По всей линии берега, сквозь миражные волны восходящих потоков вытягивались и подрагивали, как водоросли на течении, заросли тростников и чернотала. А над бело-яркой ширью, словно подвешенные на серебряные цепочки, несмолкаемыми колокольцами звенели жаворонки, малиново тенькая, над голубым льдом всполошными стайками проносились иссиня-белые подорожники, высоко в небе торопливо и хлопотно пролетали утки. На взбугрившемся зимнике через озеро, засыпанное
Вдруг высоко — выше уток — протяжно и вольно прокликал лебедь. Я долго блуждал глазами по безбрежной светлыни неба, пока наконец не увидел серебристо-прозрачных, вытянувшихся в косую вереницу птиц. Их было семь. Свободно и плавно колебля крыльями, лебеди летели на север. Но вот опять послышался клик, и передний крутым виражом сошел в сторону. Он как бы привстал на месте, пропуская стаю вперед. И когда с ним поравнялся последний, примкнул замыкающим к веренице.
Я знал: это устал вожак и уступил свое место сзади летящему. Так лебеди подменяют друг друга всю дальнюю дорогу.
Птицы скрылись из виду, а я все стоял посреди озера и глядел в лазурную, просвеченную солнцем высь. Радостное чувство, которое я каждый раз испытываю, увидев этих птиц, постепенно и уже привычно начало вытеснять горькое воспоминание далекой и близкой, грустной и поэтической были, похожей на сказку. Я расскажу о ней.
Было это в детстве. Жили мы тогда с мамой на Гореловском кордоне. Рассказывали, что когда-то вокруг Гореловского шумели вековые леса, женщины, опасаясь зверей, ходили за клюквой и брусникой только с мужиками, а единственный в селе охотник Савотя стрелял медведей прямо на покосах.
Но это было давно. Савотя теперь стал дедом Савватеем, медведи исчезли, а вековые леса повырубали. Лес остался за речкой Патрушихой, да и то редкий, весь вытоптанный коровами. Правда, у Шиловки и Макаровки в те времена еще можно было найти глухие уголки, куда почти не заходили люди.
Я избегал шумных ребячьих сборищ и целыми днями, пока мама была на работе, пропадал в лесу. Там мне было хорошо и отрадно.
Я слушал птиц и убежденно верил, что поют они мне, собирал на обогретых солнцем еланках крупную землянику и думал, что выросла она для меня. Я не просто любил лес — он был для меня преисполнен тайн, и в поисках чего-то необыкновенного я постепенно удлинял свои прогулки.
И вот вышел я однажды на неведомое озерко. Притомился с дальнего пути, сел на бережок. Все-то здесь казалось загадочным и новым. По берегам кустились развесистые черемухи, на лужайках среди стрекочущей кузнечиками травы поднимались высокие розовые цветы иван-чая.
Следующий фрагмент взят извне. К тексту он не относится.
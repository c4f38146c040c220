use std::fmt::{Display, Formatter, Result as FmtResult};

use serde::{Deserialize, Serialize};

/// Static type tag of an expression or a runtime value.
///
/// `Value` is the top type: an expression typed `value` may produce any
/// runtime value and is checked when it is evaluated.
#[derive(Debug, Clone, Copy, PartialEq, Eq, Hash, Serialize, Deserialize)]
#[serde(rename_all = "lowercase")]
pub enum Type {
    Null,
    Number,
    String,
    Boolean,
    Object,
    Array,
    Value,
    Collator,
}

impl Type {
    pub fn as_str(self) -> &'static str {
        match self {
            Type::Null => "null",
            Type::Number => "number",
            Type::String => "string",
            Type::Boolean => "boolean",
            Type::Object => "object",
            Type::Array => "array",
            Type::Value => "value",
            Type::Collator => "collator",
        }
    }
}

impl Display for Type {
    fn fmt(&self, f: &mut Formatter<'_>) -> FmtResult {
        f.write_str(self.as_str())
    }
}
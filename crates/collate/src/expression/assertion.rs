//! Runtime type assertions.

use serde_json::Value as Json;

use super::Expression;
use crate::interpreter::{EvalError, EvaluationContext};
use crate::parser::{ParseError, ParsingContext};
use crate::types::{Type, Value};

/// `["boolean" | "string" | "number" | "object", input, ...fallbacks]`
///
/// Yields the first input whose runtime type matches. The parser also
/// inserts assertions around `value`-typed children where a concrete type
/// is expected.
#[derive(Debug, Clone, PartialEq)]
pub struct Assertion {
    asserted: Type,
    inputs: Vec<Expression>,
}

impl Assertion {
    pub fn new(asserted: Type, inputs: Vec<Expression>) -> Self {
        Self { asserted, inputs }
    }

    /// Whether values can be checked against `ty` at runtime.
    pub fn can_assert(ty: Type) -> bool {
        matches!(
            ty,
            Type::Boolean | Type::String | Type::Number | Type::Object
        )
    }

    pub fn result_type(&self) -> Type {
        self.asserted
    }

    pub fn parse(value: &Json, ctx: &mut ParsingContext) -> Result<Expression, ParseError> {
        let Some(items) = value.as_array().filter(|items| items.len() >= 2) else {
            return Err(ctx.error("Expected at least one argument."));
        };
        let asserted = match items[0].as_str() {
            Some("boolean") => Type::Boolean,
            Some("string") => Type::String,
            Some("number") => Type::Number,
            Some("object") => Type::Object,
            _ => return Err(ctx.error("Unknown assertion type.")),
        };

        let inputs = items
            .iter()
            .enumerate()
            .skip(1)
            .map(|(index, item)| ctx.parse(item, index, Some(Type::Value)))
            .collect::<Result<Vec<_>, _>>()?;

        Ok(Expression::Assertion(Assertion::new(asserted, inputs)))
    }

    pub fn evaluate(&self, ctx: &EvaluationContext<'_>) -> Result<Value, EvalError> {
        let mut found = Type::Null;
        for input in &self.inputs {
            let value = input.evaluate(ctx)?;
            if value.type_of() == self.asserted {
                return Ok(value);
            }
            found = value.type_of();
        }
        Err(EvalError::TypeMismatch {
            expected: self.asserted,
            found,
        })
    }

    pub fn each_child(&self, visit: &mut dyn FnMut(&Expression)) {
        for input in &self.inputs {
            visit(input);
        }
    }

    pub fn serialize(&self) -> Json {
        let mut serialized = vec![Json::String(self.asserted.to_string())];
        serialized.extend(self.inputs.iter().map(Expression::serialize));
        Json::Array(serialized)
    }
}
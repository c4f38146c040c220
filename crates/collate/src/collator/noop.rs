use std::cmp::Ordering;

use super::{CollationBackend, Strength};

/// Backend for builds without a collation engine.
///
/// Every pair of strings compares equal and the resolved locale is the empty
/// string. This is a valid degraded answer, not an error.
#[derive(Debug, Clone, Copy, Default, PartialEq, Eq)]
pub struct NoopBackend;

impl CollationBackend for NoopBackend {
    fn open(_strength: Strength, _requested_locale: Option<&str>) -> Self {
        NoopBackend
    }

    fn compare(&self, _lhs: &str, _rhs: &str) -> Ordering {
        Ordering::Equal
    }

    fn resolved_locale(&self) -> &str {
        ""
    }

    fn is_inert(&self) -> bool {
        true
    }
}
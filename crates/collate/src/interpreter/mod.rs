//! Expression evaluation support.
//!
//! Expressions evaluate against an [`EvaluationContext`] that exposes the
//! properties of the feature being styled. Failures are [`EvalError`]s and
//! propagate unchanged through parent nodes.

mod context;
mod error;

pub use context::EvaluationContext;
pub use error::EvalError;
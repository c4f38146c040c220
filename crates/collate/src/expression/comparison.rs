//! Comparison operators, optionally driven by a collator.

use std::cmp::Ordering;
use std::fmt::{Display, Formatter, Result as FmtResult};

use serde_json::Value as Json;

use super::{Expression, expect_collator};
use crate::interpreter::{EvalError, EvaluationContext};
use crate::parser::{ParseError, ParsingContext};
use crate::types::{Type, Value};

#[derive(Debug, Clone, Copy, PartialEq, Eq, Hash)]
pub enum ComparisonOperator {
    Equal,
    NotEqual,
    Less,
    LessOrEqual,
    Greater,
    GreaterOrEqual,
}

impl ComparisonOperator {
    pub fn from_name(name: &str) -> Option<Self> {
        match name {
            "==" => Some(ComparisonOperator::Equal),
            "!=" => Some(ComparisonOperator::NotEqual),
            "<" => Some(ComparisonOperator::Less),
            "<=" => Some(ComparisonOperator::LessOrEqual),
            ">" => Some(ComparisonOperator::Greater),
            ">=" => Some(ComparisonOperator::GreaterOrEqual),
            _ => None,
        }
    }

    pub fn as_str(self) -> &'static str {
        match self {
            ComparisonOperator::Equal => "==",
            ComparisonOperator::NotEqual => "!=",
            ComparisonOperator::Less => "<",
            ComparisonOperator::LessOrEqual => "<=",
            ComparisonOperator::Greater => ">",
            ComparisonOperator::GreaterOrEqual => ">=",
        }
    }

    /// Whether this operator orders its operands rather than testing equality.
    pub fn is_ordering(self) -> bool {
        !matches!(
            self,
            ComparisonOperator::Equal | ComparisonOperator::NotEqual
        )
    }

    /// Whether a three-way result satisfies this operator.
    pub fn accepts(self, ordering: Ordering) -> bool {
        match self {
            ComparisonOperator::Equal => ordering == Ordering::Equal,
            ComparisonOperator::NotEqual => ordering != Ordering::Equal,
            ComparisonOperator::Less => ordering == Ordering::Less,
            ComparisonOperator::LessOrEqual => ordering != Ordering::Greater,
            ComparisonOperator::Greater => ordering == Ordering::Greater,
            ComparisonOperator::GreaterOrEqual => ordering != Ordering::Less,
        }
    }

    fn supports(self, ty: Type) -> bool {
        match ty {
            Type::String | Type::Number | Type::Value => true,
            Type::Boolean | Type::Null => !self.is_ordering(),
            Type::Object | Type::Array | Type::Collator => false,
        }
    }
}

impl Display for ComparisonOperator {
    fn fmt(&self, f: &mut Formatter<'_>) -> FmtResult {
        f.write_str(self.as_str())
    }
}

/// `[op, lhs, rhs]` or `[op, lhs, rhs, collator]`.
///
/// With a collator both operands must be strings and are ordered with
/// [`Collator::compare`](crate::Collator::compare). Without one, strings
/// compare codepoint-wise and numbers numerically; equality operators also
/// accept booleans and null.
#[derive(Debug, Clone, PartialEq)]
pub struct Comparison {
    operator: ComparisonOperator,
    lhs: Box<Expression>,
    rhs: Box<Expression>,
    collator: Option<Box<Expression>>,
}

impl Comparison {
    pub fn new(
        operator: ComparisonOperator,
        lhs: Expression,
        rhs: Expression,
        collator: Option<Expression>,
    ) -> Self {
        Self {
            operator,
            lhs: Box::new(lhs),
            rhs: Box::new(rhs),
            collator: collator.map(Box::new),
        }
    }

    pub fn operator(&self) -> ComparisonOperator {
        self.operator
    }

    pub fn parse(value: &Json, ctx: &mut ParsingContext) -> Result<Expression, ParseError> {
        let Some(items) = value.as_array().filter(|items| matches!(items.len(), 3 | 4)) else {
            return Err(ctx.error("Expected two or three arguments."));
        };
        let Some(operator) = items[0].as_str().and_then(ComparisonOperator::from_name) else {
            return Err(ctx.error_at(0, "Unknown comparison operator."));
        };

        let lhs = ctx.parse(&items[1], 1, Some(Type::Value))?;
        let lhs_type = lhs.result_type();
        if !operator.supports(lhs_type) {
            return Err(ctx.error_at(
                1,
                format!("\"{operator}\" comparisons are not supported for type '{lhs_type}'."),
            ));
        }

        let rhs = ctx.parse(&items[2], 2, Some(Type::Value))?;
        let rhs_type = rhs.result_type();
        if !operator.supports(rhs_type) {
            return Err(ctx.error_at(
                2,
                format!("\"{operator}\" comparisons are not supported for type '{rhs_type}'."),
            ));
        }

        if lhs_type != rhs_type && lhs_type != Type::Value && rhs_type != Type::Value {
            return Err(ctx.error(format!(
                "Cannot compare types '{lhs_type}' and '{rhs_type}'."
            )));
        }

        let collator = match items.get(3) {
            Some(collator) => {
                let string_like = |ty: Type| matches!(ty, Type::String | Type::Value);
                if !string_like(lhs_type) || !string_like(rhs_type) {
                    return Err(ctx.error("Cannot use collator to compare non-string types."));
                }
                Some(ctx.parse(collator, 3, Some(Type::Collator))?)
            }
            None => None,
        };

        Ok(Expression::Comparison(Comparison::new(
            operator, lhs, rhs, collator,
        )))
    }

    pub fn evaluate(&self, ctx: &EvaluationContext<'_>) -> Result<Value, EvalError> {
        let lhs = self.lhs.evaluate(ctx)?;
        let rhs = self.rhs.evaluate(ctx)?;

        if let Some(collator) = self.collator.as_deref() {
            let collator = expect_collator("comparison", collator.evaluate(ctx)?)?;
            let (Value::String(l), Value::String(r)) = (&lhs, &rhs) else {
                return Err(self.incomparable(&lhs, &rhs));
            };
            return Ok(Value::Boolean(self.operator.accepts(collator.compare(l, r))));
        }

        if !self.operator.is_ordering() {
            let equal = lhs == rhs;
            return Ok(Value::Boolean(
                (self.operator == ComparisonOperator::Equal) == equal,
            ));
        }

        let ordering = match (&lhs, &rhs) {
            (Value::String(l), Value::String(r)) => Some(l.cmp(r)),
            (Value::Number(l), Value::Number(r)) => l.partial_cmp(r),
            _ => return Err(self.incomparable(&lhs, &rhs)),
        };
        Ok(Value::Boolean(
            ordering.is_some_and(|ordering| self.operator.accepts(ordering)),
        ))
    }

    fn incomparable(&self, lhs: &Value, rhs: &Value) -> EvalError {
        EvalError::IncomparableArguments {
            operator: self.operator.to_string(),
            lhs: lhs.type_of(),
            rhs: rhs.type_of(),
        }
    }

    pub fn each_child(&self, visit: &mut dyn FnMut(&Expression)) {
        visit(&*self.lhs);
        visit(&*self.rhs);
        if let Some(collator) = self.collator.as_deref() {
            visit(collator);
        }
    }

    pub fn serialize(&self) -> Json {
        let mut serialized = vec![
            Json::String(self.operator.to_string()),
            self.lhs.serialize(),
            self.rhs.serialize(),
        ];
        if let Some(collator) = self.collator.as_deref() {
            serialized.push(collator.serialize());
        }
        Json::Array(serialized)
    }
}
От этих цветов все вокруг было розовое — розовели подсвеченные ими черемухи, духовитые травы, розоватым было вечернее небо, и даже вода в озерке отливала розовыми отсветами.
Приглянулось мне озерко. Я каждый день приходил к нему, садился под черемуху и наблюдал за потаенной жизнью леса. О чем только не мечталось в эти долгие часы уединения под усыпляющий шелест листвы и тонюсенький, монотонный посвист всегда чем-то встревоженных горихвосток! Воображение явственно рисовало то сказочную Царевну-лебедь, то Черномора с длинной бородой, то коршуна-лиходея. Он, этот коршун, иногда зловеще кружил над озером, и тогда я, подобрав колени, с трепетом и страхом ждал, что вот сейчас он сложит свои распростертые крылья, вытянет когтистые лапы и ринется вниз, на царевну... А где же она? Я до боли, до рези в глазах всматривался в смурую сутемь черемух — и начинал различать сначала неясно, затем все отчетливее блистающую дорогими нарядами стройную молодую женщину.